C’est toujours un plaisir d’ouvrir un livre écrit par l’un de vos auteurs préférés. La sortie de ce court roman (130 pages seulement) m’avait totalement échappé mais voilà que cette histoire atterrit cette semaine entre mes mains, un peu par hasard.

Fouad Laroui, malicieux auteur maroco-néerlandais, écrit souvent directement en français et c’est une chance, un atout pour notre langue. Cependant, dans le cas présent, pas de jeu avec l’écriture, peu avec le langage. Non, ce pourquoi je voulais rédiger ce bref article, c’est son sujet.

Alors, de quoi est-il question ici ? Ne vous enfuyez pas, les vacances d’été sont là et pourtant je veux vous convaincre de lire une histoire d’islamisme, de radicalisation, de fait divers. Fatima, habillée en hijab (voile qui couvre les oreilles, le cou, les cheveux, laissant uniquement voir l’ovale du visage), sort d’un immeuble de Molenbeek. Elle traverse le quartier puis la ville, entre dans un immeuble de Bruxelles pour se débarrasser de sa tenue. Elle en ressort « occidentalisée » et ne s’arrête pas là. Sa transformation sera encore plus surprenante, pour le lecteur comme pour certains habitants…

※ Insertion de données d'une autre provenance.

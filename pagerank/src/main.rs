use colored::Colorize;
use pagerank::commands::command_argument_builder;
use pagerank::handlers::{handle_graph, handle_rank};
use tracing_subscriber::EnvFilter;

#[tokio::main]
async fn main() {
    let cmd = command_argument_builder();
    let chosen_command = cmd.get_matches();
    let quiet = chosen_command.get_flag("quiet");

    init_tracing(chosen_command.get_count("verbose"));

    let result = match chosen_command.subcommand() {
        Some(("rank", primary_command)) => handle_rank(primary_command, quiet).await,
        Some(("graph", primary_command)) => handle_graph(primary_command, quiet).await,
        _ => unreachable!("clap should ensure we don't get here"),
    };

    if let Err(e) = result {
        eprintln!("{} {:#}", "✗".red().bold(), e);
        std::process::exit(1);
    }
}

/// RUST_LOG wins over the -v count
fn init_tracing(verbosity: u8) {
    let default_level = match verbosity {
        0 => "warn",
        1 => "debug",
        _ => "trace",
    };
    let filter =
        EnvFilter::try_from_default_env().unwrap_or_else(|_| EnvFilter::new(default_level));

    tracing_subscriber::fmt()
        .with_env_filter(filter)
        .with_writer(std::io::stderr)
        .init();
}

Habituellement, Laroui a un style amusant et ses propos sont bourrés d’humour, notamment les situations dont le ridicule saute aux yeux. Ici, le sujet ne prête pas à la gaudriole donc il va falloir traiter le lecteur avec intelligence et prudence : il installe ses personnages dans une réalité, des lieux effectifs, un fond d’actualité prégnant. Cette réalité est contrebalancée par l’utilisation d’un point de vue interne des personnages, traités tour à tour. Le lecteur connaît la pensée intime de chacun des personnages (ils sont peu nombreux, c’est donc très simple à suivre), et en additionnant tous ces points de vue, finit par être omniscient.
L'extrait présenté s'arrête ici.